### Work item
In the listing, find every line that has the string "types" and copy it.
### Dataset excerpts ###
//! Per-limb attack state machine.
//!
//! Idle → Swinging → (Recovering →) Idle, triggered by a rising edge on the
//! limb's attack input. One instance per limb, four per round.

use dizzy_common::hal::types::{LimbSide, PlayerId};
use std::fmt;
use std::time::{Duration, Instant};

/// Which limb of which fighter.
#[derive(Debug, Clone, Copy, PartialEq, Eq, Hash)]
pub struct LimbId {
    /// Owning fighter.
    pub player: PlayerId,
    /// Left or right limb.
    pub side: LimbSide,
}

impl fmt::Display for LimbId {
    fn fmt(&self, f: &mut fmt::Formatter<'_>) -> fmt::Result {
        let side = match self.side {
            LimbSide::Left => "left",
            LimbSide::Right => "right",
        };
        write!(f, "{} {} limb", self.player, side)
    }
}

/// Attack phase of one limb.
#[derive(Debug, Clone, Copy, PartialEq, Eq)]
pub enum LimbPhase {
    /// At rest, ready to fire.
    Idle,
    /// Extended since the given tick.
    Swinging {
        /// Swing start.
        since: Instant,
    },
    /// Retracted, waiting out the recovery time.
    Recovering {
        /// Retract time.
        since: Instant,
    },
}

/// Actuator command produced by a state change.
#[derive(Debug, Clone, Copy, PartialEq, Eq)]
pub enum LimbCommand {
    /// Nothing to do this tick.
    None,
    /// Move the limb to its attack angle.
    Swing,
    /// Move the limb back to neutral.
    Retract,
}

/// Edge-triggered attack timer of one limb.
#[derive(Debug, Clone)]
pub struct LimbStateMachine {
    id: LimbId,
    phase: LimbPhase,
    attack_duration: Duration,
    recovery: Duration,
    was_pressed: bool,
}

impl LimbStateMachine {
    /// Create an idle limb.
    pub fn new(id: LimbId, attack_duration: Duration, recovery: Duration) -> Self {
        Self {
            id,
            phase: LimbPhase::Idle,
            attack_duration,
            recovery,
            was_pressed: false,
        }
    }

    /// Limb identity.
    #[inline]
    pub fn id(&self) -> LimbId {
        self.id
    }

    /// Current phase.
    #[inline]
    pub fn phase(&self) -> LimbPhase {
        self.phase
    }

    /// Whether the limb can fire.
    #[inline]
    pub fn is_idle(&self) -> bool {
        self.phase == LimbPhase::Idle
    }

    /// Advance with this tick's attack input level.
    ///
    /// Only a rising edge seen while Idle fires; holding the input never
    /// retriggers.
    pub fn update(&mut self, pressed: bool, now: Instant) -> LimbCommand {
        let rising = pressed && !self.was_pressed;
        self.was_pressed = pressed;

        match self.phase {
            LimbPhase::Idle if rising => {
                self.phase = LimbPhase::Swinging { since: now };
                LimbCommand::Swing
            }
            LimbPhase::Swinging { since }
                if now.saturating_duration_since(since) >= self.attack_duration =>
            {
                self.phase = if self.recovery.is_zero() {
                    LimbPhase::Idle
                } else {
                    LimbPhase::Recovering { since: now }
                };
                LimbCommand::Retract
            }
            LimbPhase::Recovering { since }
                if now.saturating_duration_since(since) >= self.recovery =>
            {
                self.phase = LimbPhase::Idle;
                LimbCommand::None
            }
            _ => LimbCommand::None,
        }
    }
}
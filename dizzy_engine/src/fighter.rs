//! Fighter state and drive mapping.
//!
//! - `Fighter` - Hit points and player-level hit cooldown for one round
//! - `DriveCommand` - Level-mapped drive direction
//! - `wheel_speeds` - Facing-aware wheel speeds for a drive command

use dizzy_common::config::FighterConfig;
use dizzy_common::hal::types::{Facing, PlayerId};
use std::time::{Duration, Instant};

/// Logical drive direction of one fighter for one tick.
#[derive(Debug, Clone, Copy, PartialEq, Eq)]
pub enum DriveCommand {
    /// Both wheels stopped.
    Stop,
    /// Move towards the left end of the rail.
    Left,
    /// Move towards the right end of the rail.
    Right,
}

impl DriveCommand {
    /// Left xor right pressed drives that way; anything else stops.
    #[inline]
    pub fn from_buttons(left: bool, right: bool) -> Self {
        match (left, right) {
            (true, false) => DriveCommand::Left,
            (false, true) => DriveCommand::Right,
            _ => DriveCommand::Stop,
        }
    }
}

/// `(left_wheel, right_wheel)` speeds for a command.
///
/// The wheels are mounted mirrored: moving left on a right-facing fighter
/// runs the left wheel backward and the right wheel forward.
#[inline]
pub fn wheel_speeds(facing: Facing, command: DriveCommand, speed: f64) -> (f64, f64) {
    let left = match (facing, command) {
        (_, DriveCommand::Stop) => return (0.0, 0.0),
        (Facing::Right, DriveCommand::Left) | (Facing::Left, DriveCommand::Right) => -speed,
        (Facing::Right, DriveCommand::Right) | (Facing::Left, DriveCommand::Left) => speed,
    };
    (left, -left)
}

/// One fighter's round state.
#[derive(Debug, Clone)]
pub struct Fighter {
    id: PlayerId,
    config: FighterConfig,
    hp: u32,
    starting_hp: u32,
    last_hit: Option<Instant>,
}

impl Fighter {
    /// Fresh fighter at full hp.
    pub fn new(id: PlayerId, config: FighterConfig, starting_hp: u32) -> Self {
        Self {
            id,
            config,
            hp: starting_hp,
            starting_hp,
            last_hit: None,
        }
    }

    /// Player identity.
    pub fn id(&self) -> PlayerId {
        self.id
    }

    /// Display name.
    pub fn name(&self) -> &str {
        &self.config.name
    }

    /// Wiring and orientation.
    pub fn config(&self) -> &FighterConfig {
        &self.config
    }

    /// Remaining hit points.
    pub fn hp(&self) -> u32 {
        self.hp
    }

    /// Hit points at round start.
    pub fn starting_hp(&self) -> u32 {
        self.starting_hp
    }

    /// Whether hp reached zero.
    pub fn is_knocked_out(&self) -> bool {
        self.hp == 0
    }

    /// Whether `channel` is one of this fighter's body sensors.
    pub fn owns_sensor(&self, channel: u8) -> bool {
        self.config.sensor_channels.contains(&channel)
    }

    /// Whether the player-level hit cooldown has elapsed at `now`.
    pub fn cooldown_ready(&self, now: Instant, cooldown: Duration) -> bool {
        self.last_hit
            .is_none_or(|t| now.saturating_duration_since(t) >= cooldown)
    }

    /// Subtract `amount` (saturating at 0) and restart the cooldown.
    /// Returns the hp actually removed.
    pub fn apply_damage(&mut self, amount: u32, now: Instant) -> u32 {
        let applied = amount.min(self.hp);
        self.hp -= applied;
        self.last_hit = Some(now);
        applied
    }
}

#[cfg(test)]
mod tests {
    use super::*;
    use dizzy_common::config::ArenaConfig;

    fn fighter() -> Fighter {
        let config = ArenaConfig::prototype().fighters[0].clone();
        Fighter::new(PlayerId::One, config, 50)
    }

    #[test]
    fn drive_buttons() {
        assert_eq!(DriveCommand::from_buttons(true, false), DriveCommand::Left);
        assert_eq!(DriveCommand::from_buttons(false, true), DriveCommand::Right);
        assert_eq!(DriveCommand::from_buttons(true, true), DriveCommand::Stop);
        assert_eq!(DriveCommand::from_buttons(false, false), DriveCommand::Stop);
    }

    #[test]
    fn wheel_mapping_honours_facing() {
        assert_eq!(
            wheel_speeds(Facing::Right, DriveCommand::Left, 1.0),
            (-1.0, 1.0)
        );
        assert_eq!(
            wheel_speeds(Facing::Left, DriveCommand::Left, 1.0),
            (1.0, -1.0)
        );
        assert_eq!(
            wheel_speeds(Facing::Right, DriveCommand::Right, 0.5),
            (0.5, -0.5)
        );
        assert_eq!(
            wheel_speeds(Facing::Left, DriveCommand::Right, 0.5),
            (-0.5, 0.5)
        );
        assert_eq!(
            wheel_speeds(Facing::Left, DriveCommand::Stop, 1.0),
            (0.0, 0.0)
        );
    }

    #[test]
    fn damage_saturates_at_zero() {
        let mut f = fighter();
        let now = Instant::now();
        assert_eq!(f.apply_damage(45, now), 45);
        assert_eq!(f.hp(), 5);
        assert_eq!(f.apply_damage(7, now), 5);
        assert_eq!(f.hp(), 0);
        assert!(f.is_knocked_out());
    }

    #[test]
    fn cooldown_boundary_is_inclusive() {
        let mut f = fighter();
        let t0 = Instant::now();
        let cd = Duration::from_millis(300);
        assert!(f.cooldown_ready(t0, cd));
        f.apply_damage(5, t0);
        assert!(!f.cooldown_ready(t0 + Duration::from_millis(299), cd));
        assert!(f.cooldown_ready(t0 + cd, cd));
    }

    #[test]
    fn sensor_ownership() {
        let f = fighter();
        assert!(f.owns_sensor(0));
        assert!(f.owns_sensor(1));
        assert!(!f.owns_sensor(2));
        assert_eq!(f.name(), "Player 1");
    }
}
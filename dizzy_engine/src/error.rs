//! Engine error type.

use dizzy_common::config::ConfigError;
use dizzy_common::hal::driver::HalError;
use thiserror::Error;

/// Errors raised while setting up or running rounds.
#[derive(Debug, Error)]
pub enum EngineError {
    /// Hardware or backend failure.
    #[error(transparent)]
    Hal(#[from] HalError),

    /// Configuration file could not be loaded or validated.
    #[error(transparent)]
    Config(#[from] ConfigError),

    /// Combat settings are inconsistent.
    #[error("Invalid settings: {0}")]
    InvalidSettings(String),
}

#[cfg(test)]
mod tests {
    use super::*;

    #[test]
    fn wraps_hal_error_transparently() {
        let err: EngineError = HalError::BackendNotFound("gpio".to_string()).into();
        assert_eq!(err.to_string(), "Backend not found: gpio");
    }

    #[test]
    fn invalid_settings_display() {
        let err = EngineError::InvalidSettings("loop_hz is 0".to_string());
        assert!(err.to_string().contains("loop_hz is 0"));
    }
}
//! DiZzy FC Common Library
//!
//! This crate provides shared constants, configuration loading and the
//! hardware seams used by every DiZzy FC workspace crate.
//!
//! # Module Structure
//!
//! - [`consts`] - Numeric limits and prototype defaults
//! - [`hal`] - Driver traits, errors and arena value types
//! - [`config`] - Configuration loading traits and the arena config
//! - [`prelude`] - Common re-exports for convenience
//!
//! # Usage
//!
//! ```rust
//! use dizzy_common::prelude::*;
//!
//! let config = ArenaConfig::prototype();
//! assert!(config.validate().is_ok());
//! ```

pub mod config;
pub mod consts;
pub mod hal;
pub mod prelude;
###
### Solution to this exercise
use dizzy_common::hal::types::{LimbSide, PlayerId};
use dizzy_common::hal::types::{Facing, PlayerId};
//! - [`hal`] - Driver traits, errors and arena value types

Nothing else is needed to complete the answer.